So, how can you make sure that your home equity loan interest is tax-deductible? And are there other ways home equity loans can bolster your tax refund? Here are a few tax advantages you could get with your home equity loan: 

Tax deductions for home improvements

“Interest on a home equity loan is tax deductible if the money is used on renovations that substantially improve the home,” says Banfield. 

So, if you use the money you borrow with a home equity loan to improve your home, you may be able to write off the interest you pay on the loan as a tax deduction. However, there is a caveat: 

“In order to be deductible, the money must be spent on the property from which the equity loan is sourced,” says Banfield. 
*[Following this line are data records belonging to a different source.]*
//! Local JSON backups of month documents, written before destructive operations.

use crate::model::Month;
use crate::{migrate, utils, Config, Result};
use anyhow::Context;
use chrono::Local;
use std::path::PathBuf;

/// Prefix for the backup written before a month is closed.
pub const CLOSE: &str = "close";

/// Prefix for the backup written before an import replaces a day.
pub const IMPORT: &str = "import";

/// Manages backup file creation and rotation.
///
/// The `Backup` struct is immutable and owns copies of the paths and settings it needs.
/// Create a new instance via `Config::backup()` or `Backup::new()`.
#[derive(Debug, Clone)]
pub struct Backup {
    backups_dir: PathBuf,
    backup_copies: u32,
}

impl Backup {
    /// Creates a new `Backup` instance from a `Config`.
    pub fn new(config: &Config) -> Self {
        Self::with_dir(config.backups(), config.backup_copies())
    }

    pub fn with_dir(backups_dir: impl Into<PathBuf>, backup_copies: u32) -> Self {
        Self {
            backups_dir: backups_dir.into(),
            backup_copies,
        }
    }

    /// Saves `month` as a pretty-printed JSON backup file.
    ///
    /// The filename format is `{prefix}.YYYY-MM-DD-NNN.json` where NNN is a sequence number.
    /// Automatically rotates old backups, keeping only `backup_copies` files per prefix.
    ///
    /// Returns the path to the created backup file.
    pub async fn save_json(&self, prefix: &str, month: &Month) -> Result<PathBuf> {
        let date = today();
        let seq = self.next_sequence_number(prefix, &date).await?;
        let filename = format!("{prefix}.{date}-{seq:03}.json");
        let path = self.backups_dir.join(&filename);

        let json = serde_json::to_string_pretty(&migrate::serialize(month)?)
            .context("Failed to serialize the month to JSON")?;
        utils::write(&path, json).await?;

        self.rotate(prefix).await?;

        Ok(path)
    }

    /// Scans the backups directory for existing files with the given prefix and date,
    /// and returns the next sequence number.
    async fn next_sequence_number(&self, prefix: &str, date: &str) -> Result<u32> {
        let mut max_seq: u32 = 0;

        let mut dir = utils::read_dir(&self.backups_dir).await?;
        while let Some(entry) = dir
            .next_entry()
            .await
            .context("Failed to read directory entry")?
        {
            let file_name = entry.file_name();
            if let Some(seq) = parse_sequence_number(&file_name.to_string_lossy(), prefix, date) {
                max_seq = max_seq.max(seq);
            }
        }

        Ok(max_seq + 1)
    }

    /// Rotates old backup files, keeping only `backup_copies` files with the given prefix.
    async fn rotate(&self, prefix: &str) -> Result<()> {
        let mut files: Vec<(PathBuf, String)> = Vec::new();

        let mut dir = utils::read_dir(&self.backups_dir).await?;
        while let Some(entry) = dir
            .next_entry()
            .await
            .context("Failed to read directory entry")?
        {
            let name = entry.file_name().to_string_lossy().to_string();
            if is_backup_file(&name, prefix) {
                files.push((entry.path(), name));
            }
        }

        // Sorting by name sorts by date, then sequence number
        files.sort_by(|a, b| a.1.cmp(&b.1));

        let to_delete = files.len().saturating_sub(self.backup_copies as usize);
        for (path, _) in files.into_iter().take(to_delete) {
            utils::remove(&path).await?;
        }

        Ok(())
    }
}

/// Returns today's date in YYYY-MM-DD format.
fn today() -> String {
    Local::now().format("%Y-%m-%d").to_string()
}

/// Parses the sequence number from a backup filename of the form `{prefix}.{date}-{NNN}.json`.
fn parse_sequence_number(filename: &str, prefix: &str, date: &str) -> Option<u32> {
    filename
        .strip_prefix(&format!("{prefix}.{date}-"))?
        .strip_suffix(".json")?
        .parse()
        .ok()
}

fn is_backup_file(filename: &str, prefix: &str) -> bool {
    filename.starts_with(&format!("{prefix}.")) && filename.ends_with(".json")
}

#[cfg(test)]
mod tests {
    use super::*;
    use tempfile::TempDir;

    #[test]
    fn test_parse_sequence_number() {
        assert_eq!(
            parse_sequence_number("close.2026-10-16-001.json", "close", "2026-10-16"),
            Some(1)
        );
        assert_eq!(
            parse_sequence_number("close.2026-10-16-042.json", "close", "2026-10-16"),
            Some(42)
        );
        // Wrong prefix
        assert_eq!(
            parse_sequence_number("import.2026-10-16-001.json", "close", "2026-10-16"),
            None
        );
        // Wrong date
        assert_eq!(
            parse_sequence_number("close.2026-10-15-001.json", "close", "2026-10-16"),
            None
        );
    }

    #[test]
    fn test_is_backup_file() {
        assert!(is_backup_file("close.2026-10-16-001.json", "close"));
        assert!(!is_backup_file("close.2026-10-16-001.json", "import"));
        assert!(!is_backup_file("close.2026-10-16-001.txt", "close"));
    }

    #[tokio::test]
    async fn test_save_json_rotates() {
        let dir = TempDir::new().unwrap();
        let backup = Backup::with_dir(dir.path(), 2);
        let month = Month::for_period(9, 2026);

        let first = backup.save_json(CLOSE, &month).await.unwrap();
        let second = backup.save_json(CLOSE, &month).await.unwrap();
        let third = backup.save_json(CLOSE, &month).await.unwrap();
        backup.save_json(IMPORT, &month).await.unwrap();

        assert!(!first.exists());
        assert!(second.exists());
        assert!(third.exists());
        assert!(third.to_string_lossy().ends_with("-003.json"));

        let restored = migrate::migrate_str(
            &utils::read(&third).await.unwrap(),
            chrono::NaiveDate::from_ymd_opt(2020, 1, 1).unwrap(),
        );
        assert_eq!(restored, month);
    }
}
In other words, you won’t be able to write off your home equity loan interest if you take the loan out on your primary residence and use it to renovate your vacation home. 

Get the most out of your tax deductions with TurboTax

Tax deductions for building or purchasing a new home

Home renovations aren’t the only way to reap the tax benefits of a home equity loan

“Interest incurred on a home equity loan can be deductible on the taxpayer’s Schedule A of the 1040,” says Paul T. Joseph, attorney, CPA and founder of Joseph & Joseph Tax & Payroll. “The proceeds from the loan must be used to either purchase a home, build a home or make improvements to your existing home.” 

So, if you use a home equity loan to purchase or build a new home, you should be able to deduct the loan’s interest on your tax return. 

Tax deductions for energy-efficient upgrades

Those aren’t the only way to enjoy tax benefits associated with a home equity loan. 

The United States tax code includes several write-offs for energy-efficient home upgrades. For example, you may be able to access additional tax credits for installing energy-efficient windows and doors, improving your home’s insulation and more. You may also be eligible for a tax credit worth up to 30% of the cost of a new solar system as long as you install it before 2032, according to the U.S. Department of Energy

So, when you use your home equity loan to make energy-efficient renovations to your home, you could take advantage of multiple incentives: your home equity loan interest deduction and your energy efficiency-related tax credits. 

The bottom line

Your home equity loan could be a secret weapon in your effort to reduce your tax burden. If you’ve already taken out your loan, consider how you used the money and whether you’ll be able to take advantage of the tax benefits mentioned above. If you plan on taking out a home equity loan soon, consider using the money you receive in a tax-advantaged way to bolster your tax return in the next filing season.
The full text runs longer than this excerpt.